§ **What is expected**: Lines with the word "capability": copy all of them from the entries below.

---

#![forbid(unsafe_code)]

//! The key/value store capability consumed by the settings registry.
//!
//! A [`ValueStore`] is the persistence mirror behind a registry: it maps
//! case-sensitive string keys to [`Value`]s. The registry never assumes a
//! store is authoritative while objects are bound; it only needs `get`,
//! `set` and `clear`, and reports every failure back to its caller.
//!
//! All methods take `&self`. Stores are shared between a registry and the
//! code that created it (tests inspect the store after edits), so mutation
//! happens behind interior mutability, the same way [`MemoryStore`] clones
//! share one map.
//!
//! # Failure Modes
//!
//! | Failure | Cause | Surfaced as |
//! |---------|-------|-------------|
//! | Backend offline | Disk gone, remote unreachable | [`StoreError::Unavailable`] |
//! | Key refused | Read-only key, quota | [`StoreError::Rejected`] |
//! | I/O failure | File store write/rename | [`StoreError::Io`] |

use std::cell::RefCell;
use std::collections::BTreeMap;
use std::rc::Rc;

use crate::value::Value;

/// Errors raised by a [`ValueStore`].
#[derive(Debug, thiserror::Error)]
pub enum StoreError {
    #[error("store unavailable: {reason}")]
    Unavailable { reason: String },

    #[error("store rejected key '{key}': {reason}")]
    Rejected { key: String, reason: String },

    #[error("I/O error: {0}")]
    Io(#[from] std::io::Error),

    #[cfg(feature = "file-store")]
    #[error("JSON error: {0}")]
    Json(#[from] serde_json::Error),
}

impl StoreError {
    #[must_use]
    pub fn unavailable(reason: impl Into<String>) -> Self {
        Self::Unavailable {
            reason: reason.into(),
        }
    }

    #[must_use]
    pub fn rejected(key: impl Into<String>, reason: impl Into<String>) -> Self {
        Self::Rejected {
            key: key.into(),
            reason: reason.into(),
        }
    }
}

/// Persistent key/value capability.
pub trait ValueStore {
    /// Read the value stored under `key`, or `None` when absent.
    fn get(&self, key: &str) -> Result<Option<Value>, StoreError>;

    /// Store `value` under `key`, replacing any previous value.
    fn set(&self, key: &str, value: Value) -> Result<(), StoreError>;

    /// Remove `key`. Removing an absent key is not an error.
    fn remove(&self, key: &str) -> Result<(), StoreError>;

    /// Remove every key.
    fn clear(&self) -> Result<(), StoreError>;

    /// All stored keys, in the store's own order.
    fn keys(&self) -> Result<Vec<String>, StoreError>;

    fn contains(&self, key: &str) -> Result<bool, StoreError> {
        Ok(self.get(key)?.is_some())
    }

    /// Flush buffered writes to the backing medium.
    fn sync(&self) -> Result<(), StoreError> {
        Ok(())
    }
}

impl<S: ValueStore + ?Sized> ValueStore for Rc<S> {
    fn get(&self, key: &str) -> Result<Option<Value>, StoreError> {
        (**self).get(key)
    }

    fn set(&self, key: &str, value: Value) -> Result<(), StoreError> {
        (**self).set(key, value)
    }

    fn remove(&self, key: &str) -> Result<(), StoreError> {
        (**self).remove(key)
    }

    fn clear(&self) -> Result<(), StoreError> {
        (**self).clear()
    }

    fn keys(&self) -> Result<Vec<String>, StoreError> {
        (**self).keys()
    }

    fn contains(&self, key: &str) -> Result<bool, StoreError> {
        (**self).contains(key)
    }

    fn sync(&self) -> Result<(), StoreError> {
        (**self).sync()
    }
}

/// In-memory store. Clones share the same map.
#[derive(Clone, Debug, Default)]
pub struct MemoryStore {
    entries: Rc<RefCell<BTreeMap<String, Value>>>,
}

impl MemoryStore {
    #[must_use]
    pub fn new() -> Self {
        Self::default()
    }

    /// Infallible read, for callers that know this is a `MemoryStore`.
    #[must_use]
    pub fn value(&self, key: &str) -> Option<Value> {
        self.entries.borrow().get(key).cloned()
    }

    /// Copy of the whole map.
    #[must_use]
    pub fn snapshot(&self) -> BTreeMap<String, Value> {
        self.entries.borrow().clone()
    }

    #[must_use]
    pub fn len(&self) -> usize {
        self.entries.borrow().len()
    }

    #[must_use]
    pub fn is_empty(&self) -> bool {
        self.entries.borrow().is_empty()
    }
}

impl FromIterator<(String, Value)> for MemoryStore {
    fn from_iter<I: IntoIterator<Item = (String, Value)>>(iter: I) -> Self {
        Self {
            entries: Rc::new(RefCell::new(iter.into_iter().collect())),
        }
    }
}

impl ValueStore for MemoryStore {
    fn get(&self, key: &str) -> Result<Option<Value>, StoreError> {
        Ok(self.value(key))
    }

    fn set(&self, key: &str, value: Value) -> Result<(), StoreError> {
        self.entries.borrow_mut().insert(key.to_owned(), value);
        Ok(())
    }

    fn remove(&self, key: &str) -> Result<(), StoreError> {
        self.entries.borrow_mut().remove(key);
        Ok(())
    }

    fn clear(&self) -> Result<(), StoreError> {
        self.entries.borrow_mut().clear();
        Ok(())
    }

    fn keys(&self) -> Result<Vec<String>, StoreError> {
        Ok(self.entries.borrow().keys().cloned().collect())
    }
}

---

§ **Finished task**:
//! The key/value store capability consumed by the settings registry.
/// Persistent key/value capability.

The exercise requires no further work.